Umyć, osączyć i odszypułkować 1 kg truskawek. Dokładnie je zmiksować i połączyć z jednym dużym, gęstym jogurtem ("grecki"). Osłodzić według gustu - śmiało można użyć fruktozy. Dokładnie wymieszać.
Teraz - albo używamy maszynki do robienia lodów (zgodnie z instrukcją), albo przelewamy całość do niezbyt wysokiego, za to szerokiego naczynia i wstawiamy do zamrażarki. Co 15 minut, a już co najmniej co pół godziny masę bardzo starannie mieszamy, i tak aż do całkowitego zamrożenia lodów.
Ponieważ mam "domową lodziarnię" (chociaż czasem muszę trochę domrozić lody, mieszając, w zamrażarce), najczęściej lody robię rano.

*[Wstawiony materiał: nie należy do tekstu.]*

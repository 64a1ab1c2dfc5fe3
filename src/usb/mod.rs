//! ## USB layer
//!
//! Finding bricks on the bus and opening them. The per-device worker
//! (reader/writer threads, routing table, enumeration) lives in
//! [`worker`].
//!
//! Grounded on `init.rs`'s `open_device`/`get_endpoints` descriptor-walking
//! style, generalized from "any USBTMC device" filtering to the fixed
//! Tinkerforge vendor/product id and bulk endpoint addresses.

pub mod worker;

use rusb::{Context, Device, DeviceHandle, Direction, TransferType, UsbContext};

use crate::constants::usb::*;
use crate::error::{Error, Result};

/// (bus, address) uniquely identifies a physical USB device for as long as
/// it stays plugged in. Used by the hotplug controller to diff "what's
/// plugged in now" against "what we have a worker for".
pub type DeviceAddr = (u8, u8);

fn is_brick(device_desc: &rusb::DeviceDescriptor) -> bool {
    device_desc.vendor_id() == VENDOR_ID && device_desc.product_id() == PRODUCT_ID
}

/// Every brick currently visible on the bus, by (bus, address).
pub fn enumerate_bricks(context: &Context) -> Result<Vec<DeviceAddr>> {
    let devices = context.devices().map_err(Error::Usb)?;
    Ok(devices
        .iter()
        .filter_map(|device| {
            let desc = device.device_descriptor().ok()?;
            is_brick(&desc).then(|| (device.bus_number(), device.address()))
        })
        .collect())
}

/// Open the brick at `addr`, reset it, set its configuration, and claim its
/// interface. Returns the handle and the bulk IN/OUT endpoint addresses.
pub fn open_brick(context: &Context, addr: DeviceAddr) -> Result<(DeviceHandle<Context>, u8, u8)> {
    let devices = context.devices().map_err(Error::Usb)?;
    let device = devices
        .iter()
        .find(|d| (d.bus_number(), d.address()) == addr)
        .ok_or(Error::DeviceNotFound)?;

    let mut handle = device.open().map_err(Error::Usb)?;
    handle.reset().map_err(Error::Usb)?;
    let _ = handle.set_active_configuration(CONFIGURATION);
    handle
        .claim_interface(INTERFACE)
        .map_err(Error::Usb)?;

    let (bulk_in, bulk_out) = find_bulk_endpoints(&device)?;
    Ok((handle, bulk_in, bulk_out))
}

/// Walk the device's configuration/interface descriptors and confirm the
/// bulk IN/OUT endpoints brickd expects are actually present, returning
/// their addresses. Mirrors `init.rs::get_endpoints`, narrowed to the two
/// endpoints a brick always exposes on interface 0.
fn find_bulk_endpoints<T: UsbContext>(device: &Device<T>) -> Result<(u8, u8)> {
    let config_desc = device
        .active_config_descriptor()
        .map_err(Error::Usb)?;
    let interface = config_desc
        .interfaces()
        .find(|i| i.number() == INTERFACE)
        .ok_or(Error::EndpointNotFound)?;

    let mut bulk_in = None;
    let mut bulk_out = None;
    for interface_desc in interface.descriptors() {
        for endpoint in interface_desc.endpoint_descriptors() {
            if endpoint.transfer_type() != TransferType::Bulk {
                continue;
            }
            match endpoint.direction() {
                Direction::In if endpoint.address() == ENDPOINT_IN => bulk_in = Some(endpoint.address()),
                Direction::Out if endpoint.address() == ENDPOINT_OUT => bulk_out = Some(endpoint.address()),
                _ => {}
            }
        }
    }

    match (bulk_in, bulk_out) {
        (Some(bulk_in), Some(bulk_out)) => Ok((bulk_in, bulk_out)),
        _ => Err(Error::EndpointNotFound),
    }
}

W przypadku braku takiego urządzenia, pracę najpraktyczniej jest zacząć rano, bo mieszanie musi potrwać kilka godzin.
Aha: trzeba pamiętać, żeby lody przełożyć z zamrażarki do lodówki co najmniej na pół godziny przed podaniem deseru.
Oczywiście, można użyć dowolnych aromatycznych owoców - jagód, malin, porzeczek, bananów ... Kombinacji jest wiele!